══ Data extracts ══
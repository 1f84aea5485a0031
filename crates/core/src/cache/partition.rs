//! Partition handles: match, put and enumerate entries of one named cache.

use bytes::Bytes;
use http::StatusCode;
use serde::{Deserialize, Serialize};
use tokio_rusqlite::params;
use tokio_rusqlite::rusqlite;

use super::connection::CacheDb;
use super::hash::compute_request_key;
use crate::Error;
use crate::exchange::{StoredResponse, WorkerRequest};

/// Identity of a stored entry, as listed by [`Partition::keys`].
#[derive(Debug, Clone, PartialEq, Eq, Serialize, Deserialize)]
pub struct EntryKey {
    pub method: String,
    pub url: String,
    pub status: u16,
    pub inserted_at: String,
}

/// A row ready to be written, built on the caller's side so the closure sent
/// to the connection thread owns all of its data.
struct EntryRow {
    key_hash: String,
    method: String,
    url: String,
    status: u16,
    headers_json: String,
    body: Bytes,
}

impl EntryRow {
    fn new(request: &WorkerRequest, response: &StoredResponse) -> Result<Self, Error> {
        if !response.is_success() {
            return Err(Error::Uncacheable(response.status.as_u16()));
        }

        let url = request.cache_url();
        Ok(Self {
            key_hash: compute_request_key(request.method.as_str(), &url),
            method: request.method.as_str().to_string(),
            url,
            status: response.status.as_u16(),
            headers_json: response.headers_json()?,
            body: response.body.clone(),
        })
    }
}

/// Handle to a named partition.
///
/// Obtaining a handle does not create the partition; it is created by
/// [`CacheDb::open_partition`] or lazily by the first successful write.
#[derive(Clone, Debug)]
pub struct Partition {
    db: CacheDb,
    name: String,
}

impl Partition {
    pub(crate) fn new(db: CacheDb, name: impl Into<String>) -> Self {
        Self { db, name: name.into() }
    }

    pub fn name(&self) -> &str {
        &self.name
    }

    /// Look up the stored response for a request.
    ///
    /// Returns None if the partition or the entry doesn't exist.
    pub async fn match_request(&self, request: &WorkerRequest) -> Result<Option<StoredResponse>, Error> {
        let key_hash = compute_request_key(request.method.as_str(), &request.cache_url());
        let name = self.name.clone();

        let row = self
            .db
            .conn
            .call(move |conn| -> Result<Option<(u16, String, Vec<u8>)>, Error> {
                let mut stmt =
                    conn.prepare("SELECT status, headers_json, body FROM entries WHERE partition = ?1 AND key_hash = ?2")?;

                let result = stmt.query_row(params![name, key_hash], |row| Ok((row.get(0)?, row.get(1)?, row.get(2)?)));

                match result {
                    Ok(row) => Ok(Some(row)),
                    Err(rusqlite::Error::QueryReturnedNoRows) => Ok(None),
                    Err(e) => Err(e.into()),
                }
            })
            .await
            .map_err(Error::from)?;

        let Some((status, headers_json, body)) = row else {
            return Ok(None);
        };

        let status = StatusCode::from_u16(status).map_err(|e| Error::CorruptEntry(e.to_string()))?;
        let headers = StoredResponse::headers_from_json(&headers_json)?;

        Ok(Some(StoredResponse::new(status, headers, body)))
    }

    /// Store a response for a request, replacing any previous entry.
    ///
    /// Creates the partition if it doesn't exist yet.
    ///
    /// # Errors
    ///
    /// Returns `Error::Uncacheable` if the response status is outside 2xx.
    pub async fn put(&self, request: &WorkerRequest, response: &StoredResponse) -> Result<(), Error> {
        let row = EntryRow::new(request, response)?;
        self.write(vec![row]).await
    }

    /// Store a batch of responses in one transaction.
    ///
    /// Either every entry is written or none is.
    pub async fn put_all(&self, entries: &[(WorkerRequest, StoredResponse)]) -> Result<(), Error> {
        let rows = entries
            .iter()
            .map(|(request, response)| EntryRow::new(request, response))
            .collect::<Result<Vec<_>, _>>()?;
        self.write(rows).await
    }

    async fn write(&self, rows: Vec<EntryRow>) -> Result<(), Error> {
        let name = self.name.clone();
        let now = chrono::Utc::now().to_rfc3339();

        self.db
            .conn
            .call(move |conn| -> Result<(), Error> {
                let tx = conn.transaction()?;
                tx.execute(
                    "INSERT OR IGNORE INTO partitions (name, created_at) VALUES (?1, ?2)",
                    params![name, now],
                )?;

                for row in &rows {
                    tx.execute(
                        "INSERT INTO entries (partition, key_hash, method, url, status, headers_json, body, inserted_at)
                        VALUES (?1, ?2, ?3, ?4, ?5, ?6, ?7, ?8)
                        ON CONFLICT(partition, key_hash) DO UPDATE SET
                            method = excluded.method,
                            url = excluded.url,
                            status = excluded.status,
                            headers_json = excluded.headers_json,
                            body = excluded.body,
                            inserted_at = excluded.inserted_at",
                        params![
                            name,
                            row.key_hash,
                            row.method,
                            row.url,
                            row.status,
                            row.headers_json,
                            &row.body[..],
                            now
                        ],
                    )?;
                }

                tx.commit()?;
                Ok(())
            })
            .await
            .map_err(Error::from)
    }

    /// List the entries of this partition in insertion order.
    pub async fn keys(&self) -> Result<Vec<EntryKey>, Error> {
        let name = self.name.clone();
        self.db
            .conn
            .call(move |conn| -> Result<Vec<EntryKey>, Error> {
                let mut stmt = conn.prepare(
                    "SELECT method, url, status, inserted_at FROM entries
                    WHERE partition = ?1 ORDER BY inserted_at ASC, rowid ASC",
                )?;

                let keys = stmt
                    .query_map(params![name], |row| {
                        Ok(EntryKey { method: row.get(0)?, url: row.get(1)?, status: row.get(2)?, inserted_at: row.get(3)? })
                    })?
                    .collect::<Result<Vec<_>, _>>()?;

                Ok(keys)
            })
            .await
            .map_err(Error::from)
    }

    /// Delete the entry stored for a request.
    ///
    /// Returns whether an entry was removed.
    pub async fn delete(&self, request: &WorkerRequest) -> Result<bool, Error> {
        let key_hash = compute_request_key(request.method.as_str(), &request.cache_url());
        let name = self.name.clone();
        self.db
            .conn
            .call(move |conn| -> Result<bool, Error> {
                let count =
                    conn.execute("DELETE FROM entries WHERE partition = ?1 AND key_hash = ?2", params![name, key_hash])?;
                Ok(count > 0)
            })
            .await
            .map_err(Error::from)
    }
}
═══
* _How to complete this task_: Restate the data above word for word. Leave nothing out.

* _Answer for this exercise_:
repository 1f84aea5485a0031
filename crates/core/src/cache/partition.rs
//! Partition handles: match, put and enumerate entries of one named cache.

use bytes::Bytes;
use http::StatusCode;
use serde::{Deserialize, Serialize};
use tokio_rusqlite::params;
use tokio_rusqlite::rusqlite;

use super::connection::CacheDb;
use super::hash::compute_request_key;
use crate::Error;
use crate::exchange::{StoredResponse, WorkerRequest};

/// Identity of a stored entry, as listed by [`Partition::keys`].
#[derive(Debug, Clone, PartialEq, Eq, Serialize, Deserialize)]
pub struct EntryKey {
    pub method: String,
    pub url: String,
    pub status: u16,
    pub inserted_at: String,
}

/// A row ready to be written, built on the caller's side so the closure sent
/// to the connection thread owns all of its data.
struct EntryRow {
    key_hash: String,
    method: String,
    url: String,
    status: u16,
    headers_json: String,
    body: Bytes,
}

impl EntryRow {
    fn new(request: &WorkerRequest, response: &StoredResponse) -> Result<Self, Error> {
        if !response.is_success() {
            return Err(Error::Uncacheable(response.status.as_u16()));
        }

        let url = request.cache_url();
        Ok(Self {
            key_hash: compute_request_key(request.method.as_str(), &url),
            method: request.method.as_str().to_string(),
            url,
            status: response.status.as_u16(),
            headers_json: response.headers_json()?,
            body: response.body.clone(),
        })
    }
}

/// Handle to a named partition.
///
/// Obtaining a handle does not create the partition; it is created by
/// [`CacheDb::open_partition`] or lazily by the first successful write.
#[derive(Clone, Debug)]
pub struct Partition {
    db: CacheDb,
    name: String,
}

impl Partition {
    pub(crate) fn new(db: CacheDb, name: impl Into<String>) -> Self {
        Self { db, name: name.into() }
    }

    pub fn name(&self) -> &str {
        &self.name
    }

    /// Look up the stored response for a request.
    ///
    /// Returns None if the partition or the entry doesn't exist.
    pub async fn match_request(&self, request: &WorkerRequest) -> Result<Option<StoredResponse>, Error> {
        let key_hash = compute_request_key(request.method.as_str(), &request.cache_url());
        let name = self.name.clone();

        let row = self
            .db
            .conn
            .call(move |conn| -> Result<Option<(u16, String, Vec<u8>)>, Error> {
                let mut stmt =
                    conn.prepare("SELECT status, headers_json, body FROM entries WHERE partition = ?1 AND key_hash = ?2")?;

                let result = stmt.query_row(params![name, key_hash], |row| Ok((row.get(0)?, row.get(1)?, row.get(2)?)));

                match result {
                    Ok(row) => Ok(Some(row)),
                    Err(rusqlite::Error::QueryReturnedNoRows) => Ok(None),
                    Err(e) => Err(e.into()),
                }
            })
            .await
            .map_err(Error::from)?;

        let Some((status, headers_json, body)) = row else {
            return Ok(None);
        };

        let status = StatusCode::from_u16(status).map_err(|e| Error::CorruptEntry(e.to_string()))?;
        let headers = StoredResponse::headers_from_json(&headers_json)?;

        Ok(Some(StoredResponse::new(status, headers, body)))
    }

    /// Store a response for a request, replacing any previous entry.
    ///
    /// Creates the partition if it doesn't exist yet.
    ///
    /// # Errors
    ///
    /// Returns `Error::Uncacheable` if the response status is outside 2xx.
    pub async fn put(&self, request: &WorkerRequest, response: &StoredResponse) -> Result<(), Error> {
        let row = EntryRow::new(request, response)?;
        self.write(vec![row]).await
    }

    /// Store a batch of responses in one transaction.
    ///
    /// Either every entry is written or none is.
    pub async fn put_all(&self, entries: &[(WorkerRequest, StoredResponse)]) -> Result<(), Error> {
        let rows = entries
            .iter()
            .map(|(request, response)| EntryRow::new(request, response))
            .collect::<Result<Vec<_>, _>>()?;
        self.write(rows).await
    }

    async fn write(&self, rows: Vec<EntryRow>) -> Result<(), Error> {
        let name = self.name.clone();
        let now = chrono::Utc::now().to_rfc3339();

        self.db
            .conn
            .call(move |conn| -> Result<(), Error> {
                let tx = conn.transaction()?;
                tx.execute(
                    "INSERT OR IGNORE INTO partitions (name, created_at) VALUES (?1, ?2)",
                    params![name, now],
                )?;

                for row in &rows {
                    tx.execute(
                        "INSERT INTO entries (partition, key_hash, method, url, status, headers_json, body, inserted_at)
                        VALUES (?1, ?2, ?3, ?4, ?5, ?6, ?7, ?8)
                        ON CONFLICT(partition, key_hash) DO UPDATE SET
                            method = excluded.method,
                            url = excluded.url,
                            status = excluded.status,
                            headers_json = excluded.headers_json,
                            body = excluded.body,
                            inserted_at = excluded.inserted_at",
                        params![
                            name,
                            row.key_hash,
                            row.method,
                            row.url,
                            row.status,
                            row.headers_json,
                            &row.body[..],
                            now
                        ],
                    )?;
                }

                tx.commit()?;
                Ok(())
            })
            .await
            .map_err(Error::from)
    }

    /// List the entries of this partition in insertion order.
    pub async fn keys(&self) -> Result<Vec<EntryKey>, Error> {
        let name = self.name.clone();
        self.db
            .conn
            .call(move |conn| -> Result<Vec<EntryKey>, Error> {
                let mut stmt = conn.prepare(
                    "SELECT method, url, status, inserted_at FROM entries
                    WHERE partition = ?1 ORDER BY inserted_at ASC, rowid ASC",
                )?;

                let keys = stmt
                    .query_map(params![name], |row| {
                        Ok(EntryKey { method: row.get(0)?, url: row.get(1)?, status: row.get(2)?, inserted_at: row.get(3)? })
                    })?
                    .collect::<Result<Vec<_>, _>>()?;

                Ok(keys)
            })
            .await
            .map_err(Error::from)
    }

    /// Delete the entry stored for a request.
    ///
    /// Returns whether an entry was removed.
    pub async fn delete(&self, request: &WorkerRequest) -> Result<bool, Error> {
        let key_hash = compute_request_key(request.method.as_str(), &request.cache_url());
        let name = self.name.clone();
        self.db
            .conn
            .call(move |conn| -> Result<bool, Error> {
                let count =
                    conn.execute("DELETE FROM entries WHERE partition = ?1 AND key_hash = ?2", params![name, key_hash])?;
                Ok(count > 0)
            })
            .await
            .map_err(Error::from)
    }
}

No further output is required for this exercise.